The idea in a nutshell
- The Australian government has no clear energy policy, and has recently blamed energy retailers, for having high prices that Australians can’t afford
- However the reality is that it’s their tax policies which have most affected the disposable incomes of Australians.
- If Australia wants to improve the well being of Australian citizens then we should be adopting realistic, evidence based, pragmatic solutions, even if they are ideologically different to what the Liberals ‘feel’.
Things are tough for many Australians
- 2% of Australians live under mortgage stress:
Some estimates suggest that around one third of Australians are living under mortgage stress and a growing number are under ‘extreme’ mortgage stress.
- People are running down their savings to pay for things:
The ABC reports a growing number of people dipping in to their savings to pay bills. Around 1 in 6 families struggles to pay what they owe on time.
The Liberals want to blame energy prices
The Liberals have been raising the issue of energy prices and the impact they have on normal Australians. The debate around Energy prices was part of the reason Malcolm Turnbull was ousted as PM recently.
The government suggests that Energy prices are one of the major factors for Australians ‘doing it tough.’ Source : The Australian
It’s interesting to consider the reality, however. Energy makes up only 3-10% of household budgets. (Those with lower incomes tend to spend a higher proportion on energy.)
So What’s really causing Australian families to struggle?
It’s the tax system which is behind Australians’ struggle. The government is blaming energy companies, among other things, but it’s actually them putting the boot in to Australian families through Fiscal Drag.

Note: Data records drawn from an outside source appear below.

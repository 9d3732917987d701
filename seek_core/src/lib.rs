//! Core library for the Seek downloader.
//!
//! This library provides the data structures shared by the network boundary and the
//! download engine (search groups, candidate files, archived transfers), the fuzzy
//! string matching used to compare file names and tags, search-term parsing, and
//! track-name extraction from file names.

pub mod fuzzy;
pub mod search_term;
pub mod track_name;

pub use search_term::{SearchTerm, SearchTermKind, group_search_terms, parse_search_lines};
pub use track_name::track_name;

/// One remote file offered by one peer.
#[derive(Debug, Clone, PartialEq, Eq)]
pub struct SearchResult {
    /// The peer (remote user) offering the file.
    pub peer: String,
    /// The full remote path as reported by the peer, `\` or `/` separated.
    pub remote_path: String,
    /// The declared size of the file in bytes.
    pub size: u64,
    /// Whether the peer currently has a free upload slot.
    pub has_free_upload_slot: bool,
    /// The upload speed advertised by the peer, in bytes per second.
    pub upload_speed: u32,
}

/// The pieces of a remote path the engine needs to place a file locally.
#[derive(Debug, Clone, PartialEq, Eq)]
pub struct RemotePathParts {
    /// The immediate parent folder of the file.
    pub folder: String,
    /// The file name, including its extension.
    pub basename: String,
}

impl SearchResult {
    /// Returns the last path component of the remote path.
    pub fn basename(&self) -> Option<&str> {
        self.remote_path
            .split(['\\', '/'])
            .filter(|part| !part.is_empty())
            .last()
    }

    /// Splits the remote path into parent folder and basename.
    ///
    /// Returns `None` when the path does not have at least two components.
    pub fn path_parts(&self) -> Option<RemotePathParts> {
        let parts: Vec<&str> = self
            .remote_path
            .split(['\\', '/'])
            .filter(|part| !part.is_empty())
            .collect();
        if parts.len() < 2 {
            return None;
        }
        Some(RemotePathParts {
            folder: parts[parts.len() - 2].to_string(),
            basename: parts[parts.len() - 1].to_string(),
        })
    }

    /// The archive entry this candidate would produce once committed.
    pub fn transfer(&self) -> Transfer {
        Transfer {
            peer: self.peer.clone(),
            size: self.size,
            remote_path: self.remote_path.clone(),
        }
    }
}

/// A unit of work: target metadata plus a ranked list of candidate files.
#[derive(Debug, Clone, Default)]
pub struct SearchGroup {
    /// The artist the files should belong to.
    pub target_artist: String,
    /// The album the files should belong to, if any.
    pub target_album: Option<String>,
    /// The song names wanted from this group. Empty means any track.
    pub song_names: Vec<String>,
    /// Candidates in rank order, best first.
    pub candidates: Vec<SearchResult>,
    /// Stop after the first accepted file instead of trying every candidate.
    pub singles: bool,
}

/// A completed transfer, as recorded in the download archive.
#[derive(Debug, Clone, PartialEq, Eq, Hash)]
pub struct Transfer {
    pub peer: String,
    pub size: u64,
    pub remote_path: String,
}

impl Transfer {
    /// Formats the transfer as one archive line: `peer,size,remotePath`.
    pub fn archive_line(&self) -> String {
        format!("{},{},{}", self.peer, self.size, self.remote_path)
    }

    /// Parses one archive line. The remote path may itself contain commas.
    pub fn parse_archive_line(line: &str) -> Option<Self> {
        let line = line.trim_end_matches(['\r', '\n']);
        let mut parts = line.splitn(3, ',');
        let peer = parts.next()?;
        let size = parts.next()?.trim().parse().ok()?;
        let remote_path = parts.next()?;
        if peer.is_empty() || remote_path.is_empty() {
            return None;
        }
        Some(Self {
            peer: peer.to_string(),
            size,
            remote_path: remote_path.to_string(),
        })
    }
}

What is Fiscal drag / bracket creep
Fiscal Drag, also known as Bracket Creep is an increase in the real tax levels people pay, caused by a failure to raise tiered allowances, as inflation lifts wages, in progressive tax schemes.You already understand the concept of bracket creep intuitively.
Imagine a simple example in which :
- Your wages go up 3% a year and
- Inflation increases at 3% per year, too.
- You’d be about as well off at the end of the year, as the start, right?
- Sooner or later, those 3% increases tip you in to a higher marginal tax bracket and pay more tax as a proportion of your income. Your take home goes down and the government gets a bigger share.
Imagine you were earning $36000 and there was a 3% inflation rate. Your wages go up by the same amount. After a year or two, you’d move to the higher tax rate and pay a higher proportion of your real (after inflation) income in tax. Source : Wikipedia.
Tax Freedom Day – a good indicator of your real tax burden
There is actually a very easy metric to use when you want, to determine the real amount of tax you / we pay, on average, across the economy. The CIS, Center for Independent Studies produce it every year. It’s called Tax Freedom Day and it’s the date on the calendar, by which you cover the annual tax burden. In 2018, the date was April 16th.
It’s a useful measure because, by anchoring the tax burden as a time period, the complexities of ‘inflation’ adjustments and all the other thing which could be used to muddy the waters are removed.
Tax Freedom Day has been getting later in Australia since the year since 2011
Over the next 5 years, the Center for Independent Studies says the tax burden paid by individuals will increase another 12%!
- ‘Much of it is due to bracket creep’ points out the CIS.
Other data showing the effects of Fiscal Drag on Australian incomes
Alan Kohler, from the ABC points is just one source indicating that it’s actually Fiscal Drag which is affecting real incomes, not things like energy prices. Source : ABC
Kohler’s chart also shows that it’s this phenomenon – bracket creep – which has actually curtailed real income growth in Australia. Basically, the amount the government is taxing normal people, when they are already ‘stressed’ is what is making the bills hard to pay.
This is disingenuous and unhelpful policy
So, real wages are stagnant, and the prime minister isn’t disingenuously distracting people by talking about fixing an energy problem his party’s inaction caused. The reality is that he and his party (specifically their income tax rules) are the most substantial component of the cause of low and declining net incomes.
It’s a crazy situation made worse by the fact that the reality is not being discussed in the public eye, and the concepts involved are not commonly understood. It’s a spaghetti of misunderstanding about which politicians deliberately obfuscate, accentuating inequity and precluding solutions.
Just to be clear, for net incomes to remain the same, people will have to receive a 12.6% wage increase over the next 5 years. Or the government will have to change it’s tax system and raise it’s tax thresholds in line with inflation.